Решительный тон Музы задел Юлия Борисовича, не привыкшего получать от женщин отказ. Он встал, подошел к туалетному столику, повертел флаконы с духами, банки с кремом, потом повернулся к ней:
— Может быть, вас тяготит и знакомство со мной?
— Как вам сказать? — ответила она после некоторого раздумья.
Леонид не знал, что, спрашивая Музу о знакомстве с Юлием Борисовичем, он задевает ее больное место…
Муза была права, когда не поверила ни одному слову Никонова, — он действительно жил двойной жизнью и делал это довольно ловко.

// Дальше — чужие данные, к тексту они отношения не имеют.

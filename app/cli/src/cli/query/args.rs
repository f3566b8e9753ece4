use clap::Parser;
use store::entity::EntityId;

#[derive(Parser, Debug)]
#[command(about = "Select crypto transfers", long_about = None)]
pub struct Query {
    /// SQLite connection string
    #[arg(short, long)]
    pub db_url: String,

    /// Entity as `shard.realm.num` or encoded id
    #[arg(
        short,
        long,
        conflicts_with_all = ["from", "to"],
        required_unless_present = "from",
        allow_negative_numbers = true
    )]
    pub entity_id: Option<EntityId>,

    /// Lowest consensus timestamp, inclusive
    #[arg(long, requires = "to", allow_negative_numbers = true)]
    pub from: Option<i64>,

    /// Highest consensus timestamp, inclusive
    #[arg(long, requires = "from", allow_negative_numbers = true)]
    pub to: Option<i64>,
}

#[derive(Parser, Debug)]
#[command(about = "Net amount per entity", long_about = None)]
pub struct BalanceQuery {
    /// SQLite connection string
    #[arg(short, long)]
    pub db_url: String,

    /// Lower consensus timestamp, exclusive
    #[arg(long, allow_negative_numbers = true)]
    pub from: i64,

    /// Upper consensus timestamp, inclusive
    #[arg(long, allow_negative_numbers = true)]
    pub to: i64,
}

В 1951 году он был арестован по делу о продаже под видом отходов шерстяной пряжи. Предварительное следствие установило, что главный механик Главшерсти Никонов Ю. Б. не имел прямого отношения к вопросам сбыта, — следовательно, если он и сыграл в деле какую-то роль, то незначительную. Непосредственный виновник сделки, начальник сбыта главка Голубков, держался твердо, никого из своих сообщников не выдавал. Боясь показательного суда, он брал всю вину на себя и на вопросы следователя об участии Никонова в махинации с пряжей отвечал отрицательно. Никонов, мол, свел его с артельщиками без всякой корысти, думая, что речь действительно идет об отходах. Не выдали Никонова и работники промкооперации.
На этом основании Никонова освободили из-под ареста и взяли у него подписку о невыезде до конца следствия.
Сообразив, что на суде могут возникнуть непредвиденные обстоятельства, Юлий Борисович воспользовался временной свободой, чтобы привести в порядок свои личные дела. Прежде всего под видом дальней родственницы он прописал к себе одну богобоязненную старуху. Положил на ее имя в сберкассу значительную сумму денег и взял от нее письменное распоряжение сберкассе — переводить плату за квартиру.
— А вы, бабуся, получайте каждый месяц сорок рублей и живите, как кума королю, да молитесь за меня богу. В случае, если я исчезну на некоторое время, не бойтесь, берегите вещи и никого в квартиру не пускайте.
Юлий Борисович мог так распорядиться, потому что во время обыска у него на квартире денег не нашли и ничего из вещей не изъяли. Работники МУРа несколько раз перекладывали три шерстяных отреза, хотели было приобщить их к делу, потом махнули рукой и оставили. Воспользовавшись этим, Юлий Борисович реализовал некоторые ценные вещи, другие перепрятал, — он прекрасно понимал, что в случае неблагоприятного исхода судебного процесса ему придется сесть в тюрьму.